>>>

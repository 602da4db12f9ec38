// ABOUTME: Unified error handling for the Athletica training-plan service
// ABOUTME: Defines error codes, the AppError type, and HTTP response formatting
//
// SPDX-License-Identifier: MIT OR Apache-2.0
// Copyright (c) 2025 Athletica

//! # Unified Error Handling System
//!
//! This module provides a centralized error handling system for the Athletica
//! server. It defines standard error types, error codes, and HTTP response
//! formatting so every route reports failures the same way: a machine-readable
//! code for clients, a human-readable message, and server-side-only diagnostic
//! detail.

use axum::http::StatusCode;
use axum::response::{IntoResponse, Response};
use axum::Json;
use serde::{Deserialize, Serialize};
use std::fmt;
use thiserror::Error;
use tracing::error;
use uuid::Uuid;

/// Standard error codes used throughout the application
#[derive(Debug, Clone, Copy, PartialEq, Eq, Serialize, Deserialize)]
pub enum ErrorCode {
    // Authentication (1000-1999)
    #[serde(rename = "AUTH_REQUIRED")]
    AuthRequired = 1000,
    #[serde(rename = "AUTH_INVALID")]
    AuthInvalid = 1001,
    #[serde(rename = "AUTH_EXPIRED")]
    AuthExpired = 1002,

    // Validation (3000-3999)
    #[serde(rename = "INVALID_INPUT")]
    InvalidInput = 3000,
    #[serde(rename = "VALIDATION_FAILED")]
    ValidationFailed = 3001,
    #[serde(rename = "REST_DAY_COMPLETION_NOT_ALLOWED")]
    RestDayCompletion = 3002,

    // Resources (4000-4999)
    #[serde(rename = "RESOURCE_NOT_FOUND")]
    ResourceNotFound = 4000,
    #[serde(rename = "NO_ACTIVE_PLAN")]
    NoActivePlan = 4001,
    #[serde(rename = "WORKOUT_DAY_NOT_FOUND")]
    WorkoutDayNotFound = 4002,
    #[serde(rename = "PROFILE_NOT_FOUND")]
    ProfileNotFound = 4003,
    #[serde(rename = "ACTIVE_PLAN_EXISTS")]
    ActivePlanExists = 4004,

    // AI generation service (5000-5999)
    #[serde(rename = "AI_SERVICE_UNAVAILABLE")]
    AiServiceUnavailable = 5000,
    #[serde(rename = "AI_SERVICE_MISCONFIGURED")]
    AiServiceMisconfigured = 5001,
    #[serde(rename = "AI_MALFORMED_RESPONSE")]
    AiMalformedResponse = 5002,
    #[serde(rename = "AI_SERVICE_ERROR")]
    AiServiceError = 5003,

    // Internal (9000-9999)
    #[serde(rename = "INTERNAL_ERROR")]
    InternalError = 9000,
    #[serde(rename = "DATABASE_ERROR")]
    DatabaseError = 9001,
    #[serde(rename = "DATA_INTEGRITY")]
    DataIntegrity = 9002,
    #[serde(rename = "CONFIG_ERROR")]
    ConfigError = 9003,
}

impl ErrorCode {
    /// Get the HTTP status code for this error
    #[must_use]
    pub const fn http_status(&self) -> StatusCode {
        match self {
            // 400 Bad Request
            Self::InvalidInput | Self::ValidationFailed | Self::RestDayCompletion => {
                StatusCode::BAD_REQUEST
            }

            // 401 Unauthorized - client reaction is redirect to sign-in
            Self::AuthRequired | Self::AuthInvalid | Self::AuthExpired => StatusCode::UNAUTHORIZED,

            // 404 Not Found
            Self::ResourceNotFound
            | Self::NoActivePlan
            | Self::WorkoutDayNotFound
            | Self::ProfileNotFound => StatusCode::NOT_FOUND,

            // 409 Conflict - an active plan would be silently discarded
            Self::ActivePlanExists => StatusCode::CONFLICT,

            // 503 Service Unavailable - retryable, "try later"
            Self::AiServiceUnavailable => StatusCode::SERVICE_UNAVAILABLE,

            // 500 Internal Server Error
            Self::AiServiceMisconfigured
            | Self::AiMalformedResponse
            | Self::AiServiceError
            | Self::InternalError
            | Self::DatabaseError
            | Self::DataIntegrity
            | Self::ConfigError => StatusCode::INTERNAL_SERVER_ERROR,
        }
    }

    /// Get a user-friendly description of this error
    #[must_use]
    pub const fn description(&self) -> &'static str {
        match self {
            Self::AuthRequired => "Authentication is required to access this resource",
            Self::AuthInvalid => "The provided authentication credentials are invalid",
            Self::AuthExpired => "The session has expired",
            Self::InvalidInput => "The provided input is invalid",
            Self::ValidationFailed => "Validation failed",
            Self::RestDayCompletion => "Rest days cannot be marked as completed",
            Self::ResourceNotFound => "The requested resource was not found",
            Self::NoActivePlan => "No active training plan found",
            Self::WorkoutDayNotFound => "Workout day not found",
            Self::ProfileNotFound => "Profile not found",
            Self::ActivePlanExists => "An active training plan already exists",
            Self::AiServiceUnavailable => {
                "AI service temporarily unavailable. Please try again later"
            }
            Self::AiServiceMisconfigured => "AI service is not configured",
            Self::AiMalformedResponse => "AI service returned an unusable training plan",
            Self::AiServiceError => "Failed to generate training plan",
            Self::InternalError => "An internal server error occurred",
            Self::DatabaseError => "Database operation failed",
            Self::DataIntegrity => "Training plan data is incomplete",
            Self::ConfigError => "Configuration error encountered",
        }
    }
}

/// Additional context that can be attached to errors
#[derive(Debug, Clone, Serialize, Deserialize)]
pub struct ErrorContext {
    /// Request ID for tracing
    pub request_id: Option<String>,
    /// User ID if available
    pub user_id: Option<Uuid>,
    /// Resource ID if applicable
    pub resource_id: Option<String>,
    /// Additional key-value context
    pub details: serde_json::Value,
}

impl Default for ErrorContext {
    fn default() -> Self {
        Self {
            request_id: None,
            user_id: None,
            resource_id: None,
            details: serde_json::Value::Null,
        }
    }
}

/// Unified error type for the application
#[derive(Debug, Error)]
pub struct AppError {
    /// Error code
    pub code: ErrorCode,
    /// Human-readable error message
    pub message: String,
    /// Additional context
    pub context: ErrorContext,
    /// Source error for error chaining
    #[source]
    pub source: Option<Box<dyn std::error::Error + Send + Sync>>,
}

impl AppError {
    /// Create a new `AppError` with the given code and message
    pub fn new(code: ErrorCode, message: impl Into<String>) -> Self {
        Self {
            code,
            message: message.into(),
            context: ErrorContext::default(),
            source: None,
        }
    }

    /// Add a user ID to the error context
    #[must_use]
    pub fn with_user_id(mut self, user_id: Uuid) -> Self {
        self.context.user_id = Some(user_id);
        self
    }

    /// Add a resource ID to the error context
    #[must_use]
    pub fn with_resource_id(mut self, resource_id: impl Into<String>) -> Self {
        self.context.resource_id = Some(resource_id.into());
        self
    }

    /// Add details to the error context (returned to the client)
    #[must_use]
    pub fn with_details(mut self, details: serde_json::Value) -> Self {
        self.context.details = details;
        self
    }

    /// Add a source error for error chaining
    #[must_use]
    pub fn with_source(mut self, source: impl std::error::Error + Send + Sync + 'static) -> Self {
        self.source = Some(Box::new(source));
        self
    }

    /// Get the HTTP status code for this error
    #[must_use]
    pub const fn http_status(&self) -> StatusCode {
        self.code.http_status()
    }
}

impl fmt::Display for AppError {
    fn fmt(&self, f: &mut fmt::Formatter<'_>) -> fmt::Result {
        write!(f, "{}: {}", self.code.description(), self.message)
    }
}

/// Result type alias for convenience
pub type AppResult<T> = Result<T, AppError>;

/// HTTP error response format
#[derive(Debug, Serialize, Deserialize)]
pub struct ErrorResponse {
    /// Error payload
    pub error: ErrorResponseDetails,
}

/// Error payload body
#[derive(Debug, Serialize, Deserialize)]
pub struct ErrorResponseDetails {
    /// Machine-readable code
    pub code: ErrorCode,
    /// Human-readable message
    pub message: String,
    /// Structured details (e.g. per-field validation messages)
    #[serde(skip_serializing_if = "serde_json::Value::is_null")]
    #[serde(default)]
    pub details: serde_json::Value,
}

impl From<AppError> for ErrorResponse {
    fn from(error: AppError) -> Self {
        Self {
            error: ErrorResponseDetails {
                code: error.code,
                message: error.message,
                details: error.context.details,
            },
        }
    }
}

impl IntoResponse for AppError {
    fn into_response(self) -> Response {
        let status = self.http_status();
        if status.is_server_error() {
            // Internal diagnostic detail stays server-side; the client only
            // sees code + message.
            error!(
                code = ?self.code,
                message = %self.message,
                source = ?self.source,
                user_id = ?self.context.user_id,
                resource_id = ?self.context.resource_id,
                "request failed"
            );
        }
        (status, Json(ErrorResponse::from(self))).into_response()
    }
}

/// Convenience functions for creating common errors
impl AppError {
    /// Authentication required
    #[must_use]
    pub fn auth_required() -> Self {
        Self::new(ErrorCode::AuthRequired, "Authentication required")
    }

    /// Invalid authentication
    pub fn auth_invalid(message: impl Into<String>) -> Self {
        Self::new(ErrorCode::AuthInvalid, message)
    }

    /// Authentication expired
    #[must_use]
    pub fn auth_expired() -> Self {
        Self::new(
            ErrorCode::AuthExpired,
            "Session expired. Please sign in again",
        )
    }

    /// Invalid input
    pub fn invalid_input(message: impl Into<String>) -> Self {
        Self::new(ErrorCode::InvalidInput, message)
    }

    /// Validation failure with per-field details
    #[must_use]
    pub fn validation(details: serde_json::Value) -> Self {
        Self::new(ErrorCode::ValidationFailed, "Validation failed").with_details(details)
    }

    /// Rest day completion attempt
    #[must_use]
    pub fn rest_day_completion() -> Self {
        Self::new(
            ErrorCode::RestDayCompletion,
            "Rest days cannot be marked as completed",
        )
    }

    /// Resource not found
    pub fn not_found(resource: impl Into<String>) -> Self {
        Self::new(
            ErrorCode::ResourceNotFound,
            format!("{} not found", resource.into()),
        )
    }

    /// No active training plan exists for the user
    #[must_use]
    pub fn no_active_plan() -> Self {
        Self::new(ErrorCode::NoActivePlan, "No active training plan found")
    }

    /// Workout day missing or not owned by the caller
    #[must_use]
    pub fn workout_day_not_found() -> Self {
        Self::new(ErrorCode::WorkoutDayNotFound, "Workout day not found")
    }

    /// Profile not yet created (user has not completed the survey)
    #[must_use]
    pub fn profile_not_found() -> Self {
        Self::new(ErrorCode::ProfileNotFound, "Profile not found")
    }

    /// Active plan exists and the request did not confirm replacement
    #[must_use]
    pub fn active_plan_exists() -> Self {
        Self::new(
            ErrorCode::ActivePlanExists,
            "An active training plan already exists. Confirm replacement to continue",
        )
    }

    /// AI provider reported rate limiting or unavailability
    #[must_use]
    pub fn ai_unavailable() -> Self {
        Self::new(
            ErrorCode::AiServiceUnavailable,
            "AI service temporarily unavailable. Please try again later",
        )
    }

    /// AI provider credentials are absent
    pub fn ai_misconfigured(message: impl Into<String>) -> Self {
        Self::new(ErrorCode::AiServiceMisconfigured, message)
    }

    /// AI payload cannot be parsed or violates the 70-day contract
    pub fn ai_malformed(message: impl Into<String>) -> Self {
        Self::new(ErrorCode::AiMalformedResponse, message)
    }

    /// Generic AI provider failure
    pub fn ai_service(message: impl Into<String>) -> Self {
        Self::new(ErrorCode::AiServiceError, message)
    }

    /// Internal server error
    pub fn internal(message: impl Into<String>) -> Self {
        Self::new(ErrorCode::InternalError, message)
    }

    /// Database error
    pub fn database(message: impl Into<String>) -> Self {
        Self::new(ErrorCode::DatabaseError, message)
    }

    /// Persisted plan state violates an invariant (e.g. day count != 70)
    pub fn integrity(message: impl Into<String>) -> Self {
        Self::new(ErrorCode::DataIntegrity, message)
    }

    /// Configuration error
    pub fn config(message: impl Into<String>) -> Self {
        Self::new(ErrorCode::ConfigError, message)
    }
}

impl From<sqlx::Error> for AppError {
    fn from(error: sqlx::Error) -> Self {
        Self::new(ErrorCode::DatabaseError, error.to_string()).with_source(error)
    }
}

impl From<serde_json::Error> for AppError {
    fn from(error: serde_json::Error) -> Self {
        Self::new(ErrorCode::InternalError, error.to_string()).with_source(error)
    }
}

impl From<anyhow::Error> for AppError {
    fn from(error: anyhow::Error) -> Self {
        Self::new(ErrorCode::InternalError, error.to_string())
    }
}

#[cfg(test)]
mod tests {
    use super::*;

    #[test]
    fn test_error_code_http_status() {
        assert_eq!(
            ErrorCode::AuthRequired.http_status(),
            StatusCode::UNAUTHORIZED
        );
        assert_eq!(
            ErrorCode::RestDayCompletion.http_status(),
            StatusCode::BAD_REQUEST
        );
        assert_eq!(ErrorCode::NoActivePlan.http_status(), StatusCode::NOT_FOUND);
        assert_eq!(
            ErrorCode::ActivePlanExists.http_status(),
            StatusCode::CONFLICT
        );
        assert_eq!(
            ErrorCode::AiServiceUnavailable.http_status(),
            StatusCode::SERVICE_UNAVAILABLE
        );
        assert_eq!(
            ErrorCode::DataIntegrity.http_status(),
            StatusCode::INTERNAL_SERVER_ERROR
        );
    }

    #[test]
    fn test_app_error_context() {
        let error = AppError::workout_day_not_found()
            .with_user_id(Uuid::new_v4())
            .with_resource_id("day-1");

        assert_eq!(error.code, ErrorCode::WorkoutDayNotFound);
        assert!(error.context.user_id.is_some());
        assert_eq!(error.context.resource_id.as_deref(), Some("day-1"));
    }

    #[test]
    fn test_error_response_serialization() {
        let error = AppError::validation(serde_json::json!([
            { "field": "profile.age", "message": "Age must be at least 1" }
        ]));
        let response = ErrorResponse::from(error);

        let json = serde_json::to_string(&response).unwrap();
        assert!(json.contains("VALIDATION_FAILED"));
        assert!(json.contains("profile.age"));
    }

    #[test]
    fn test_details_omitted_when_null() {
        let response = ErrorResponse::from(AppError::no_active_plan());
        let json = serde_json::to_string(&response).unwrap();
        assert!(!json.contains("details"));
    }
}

<<<

§ **Your instructions**
The only thing to give is how many lines of the listing include the word "Athletica".

§ **Answer for this exercise**
3